This announcement, with the exception of the terms and conditions attached,
does not constitute or form part of any offer of securities, or constitute a
solicitation of any offer to purchase or subscribe for securities, and any
acquisition of or application for shares in the IPO shall only be made on the
basis of information contained in the admission document in connection with the
IPO of today's date, and any supplement or amendment thereto.

This announcement is not for publication or distribution to persons in the
United States of America, its territories or possessions or to any US person
(within the meaning of Regulation S under the US Securities Act of 1933, as
amended). Neither this announcement nor any copy of it may be taken or
transmitted into Australia, Canada or Japan or to Canadian persons or to any
securities analyst or other person in any of those jurisdictions. Any failure
to comply with this restriction may constitute a violation of United States,
Australian, Canadian or Japanese securities law. The distribution of this
announcement in other jurisdictions may be restricted by law and persons into
whose possession this announcement comes should inform themselves about, and
observe, any such restrictions.

The Ordinary Shares have not been, and will not be, registered under the United
States Securities Act of 1933, as amended, or under the securities legislation
of any state of the United States. The relevant clearances have not been, and
will not be, obtained from the Securities Commission of any province or
territory of Canada; no document in relation to the IPO has been, or will be,
lodged with, or registered by, the Australian Securities and Investments
Commission; and no registration statement has been, or will be, filed with the
Japanese Ministry of Finance in relation to the IPO. Accordingly, subject to
certain exceptions, the Ordinary Share may not, directly or indirectly, be
offered or sold within the United States, Canada, Australia or Japan or offered
or sold to a US Person or resident of Canada, Australia or Japan.

This announcement includes statements that are, or may be deemed to be,
"forward-looking statements". These forward-looking statements can be
identified by the use of forward-looking terminology, including the terms
"believes", "estimates", "anticipates", "projects", "expects", "intends",
"may", "will", "seeks" or "should" or, in each case, their negative or other
variations or comparable terminology, or by discussions of strategy, plans,
objectives, goals, future events or intentions.

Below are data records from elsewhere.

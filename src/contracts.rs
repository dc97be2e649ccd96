// Copyright 2025-present Harīṣh Tummalachērla
// SPDX-License-Identifier: Apache-2.0

//! Runtime contracts for everything the encoder emits.
//!
//! These are debug-mode assertions: zero cost in release builds, loud in
//! tests and fuzzing. They restate the DER rules the encoder is supposed to
//! follow so that a regression panics at the point of encoding instead of
//! producing bytes some downstream parser quietly rejects.
//!
//! # INVARIANTS (DO NOT REMOVE THESE CHECKS)
//!
//! | Contract                 | Rule                                         |
//! |--------------------------|----------------------------------------------|
//! | `check_integer_minimal`  | X.690 §8.3.2: no redundant leading 00 / FF   |
//! | `check_tlv_consistent`   | length octets minimal and equal to content   |

// ============================================================================
// COMPILE-TIME ASSERTIONS
// ============================================================================

const _: () = {
    use crate::der::{MAX_INTEGER_BYTES, SHORT_FORM_MAX, TAG_INTEGER, TAG_SEQUENCE};

    // INVARIANT: an i64 INTEGER header always fits the short length form
    assert!(MAX_INTEGER_BYTES <= SHORT_FORM_MAX);
    // INVARIANT: SEQUENCE carries the constructed bit, INTEGER does not
    assert!(TAG_SEQUENCE & 0x20 != 0);
    assert!(TAG_INTEGER & 0x20 == 0);
};

use crate::der::{decode_length, LengthMode};

/// Check that INTEGER content is non-empty and has no redundant sign byte.
///
/// # Panics (debug builds only)
/// Panics on empty content, a leading `0x00` followed by a clear high bit, or
/// a leading `0xFF` followed by a set high bit.
#[inline]
pub fn check_integer_minimal(content: &[u8]) {
    debug_assert!(!content.is_empty(), "INTEGER content must not be empty");
    if let [first, next, ..] = content {
        // INVARIANT: no redundant leading 0x00
        debug_assert!(
            !(*first == 0x00 && next & 0x80 == 0),
            "INTEGER content {:02X?} has a redundant leading 0x00",
            content
        );
        // INVARIANT: no redundant leading 0xFF
        debug_assert!(
            !(*first == 0xFF && next & 0x80 != 0),
            "INTEGER content {:02X?} has a redundant leading 0xFF",
            content
        );
    }
}

/// Check that `tlv` is one complete TLV whose minimal length octets match
/// the number of bytes that follow the header.
///
/// # Panics (debug builds only)
/// Panics if the length octets are malformed, non-minimal, or disagree with
/// the buffer size.
#[inline]
pub fn check_tlv_consistent(tlv: &[u8]) {
    if cfg!(debug_assertions) {
        // INVARIANT: length field equals content length exactly
        match decode_length(tlv, 1, LengthMode::Strict) {
            Ok((len, size)) => assert_eq!(
                1 + size + len,
                tlv.len(),
                "TLV length field says {} content bytes, buffer holds {}",
                len,
                tlv.len().saturating_sub(1 + size)
            ),
            Err(e) => panic!("TLV length octets invalid: {}", e),
        }
    }
}
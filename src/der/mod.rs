// Copyright 2025-present Harīṣh Tummalachērla
// SPDX-License-Identifier: Apache-2.0

//! Minimal DER codec for `SEQUENCE OF INTEGER`.
//!
//! Only two universal types exist here: INTEGER (tag `0x02`) and SEQUENCE
//! (tag `0x30`, constructed). Everything is definite-length and minimal, the
//! way X.690 §10 wants it. The encoder is total over `i64`; the decoder is
//! strict by default and reports a typed [`DerError`](crate::DerError) for
//! anything that a DER-strict parser would reject.
//!
//! # Layout
//!
//! ```text
//! ┌──────┬─────────────────┬──────────────────────────────────────┐
//! │ 0x30 │ length(content) │ 0x02 len v..  0x02 len v..  ...      │
//! └──────┴─────────────────┴──────────────────────────────────────┘
//!   tag    short or long      children, in input order
//! ```
//!
//! # References
//!
//! - **ITU-T X.690 (02/2021)**: §8.1.3 length octets, §8.3 INTEGER,
//!   §8.9 SEQUENCE, §10.1 DER definite-length and minimal-length rules.

mod integer;
mod length;
mod sequence;
mod tlv;

pub use integer::{
    decode_integer, decode_integer_with, encode_integer, encode_integer_to_vec, integer_content,
    integer_content_len, integer_from_content, integer_tlv_len,
};
pub use length::{decode_length, encode_length, encoded_length_len, LengthMode};
#[cfg(feature = "parallel")]
pub use sequence::encode_sequence_parallel;
pub use sequence::{decode_sequence, decode_sequence_with, encode_sequence};
pub use tlv::{read_tlv, walk_sequence, Tlv};

// ============================================================================
// CONSTANTS
// ============================================================================

/// Universal tag for INTEGER (primitive, number 2)
pub const TAG_INTEGER: u8 = 0x02;

/// Universal tag for SEQUENCE (constructed bit 0x20 | number 16)
pub const TAG_SEQUENCE: u8 = 0x30;

/// Largest length representable in the single-byte short form
pub const SHORT_FORM_MAX: usize = 0x7F;

/// High bit of the first length octet marks the long form
pub const LONG_FORM_BIT: u8 = 0x80;

/// Most length octets we accept: a length must fit in `usize`
pub const MAX_LENGTH_OCTETS: usize = std::mem::size_of::<usize>();

/// Widest INTEGER content that decodes into an `i64`
pub const MAX_INTEGER_BYTES: usize = std::mem::size_of::<i64>();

These forward-looking
statements include all matters that are not historical facts. They appear in a
number of places throughout this announcement and include statements regarding
New Star's intentions, beliefs or current expectations concerning, amongst
other things, New Star's results of operations, financial condition, liquidity,
prospects, growth, strategies and the industry in which New Star and its
subsidiaries operate. By their nature, forward-looking statements involve risks
and uncertainties because they relate to events and depend on circumstances
that may or may not occur in the future. Forward-looking statements are not
guarantees of future performance. New Star's actual results of operations,
financial condition and liquidity, and the development of the business sector
in which the New Star and its subsidiaries operate, may differ materially from
those suggested by the forward-looking statements contained in this document.
In addition, even if New Star's results of operations, financial condition and
liquidity, and the development of the industry in which the New Star and its
subsidiaries operate, are consistent with the forward-looking statements
contained in this document, those results or developments may not be indicative
of results or developments in subsequent periods. Other than in accordance with
the New Star's obligations under the AIM Rules, New Star undertakes no
obligation to update or revise publicly any forward-looking statements, whether
as a result of new information, future events or otherwise.

The contents on this announcement, which have been prepared by New Star and are
the sole responsibility of New Star, have been approved solely for the purposes
of Section 21 of the Financial Services and Markets Act 2000 of the United
Kingdom by UBS of 1 Finsbury Avenue, London EC2M 2PP.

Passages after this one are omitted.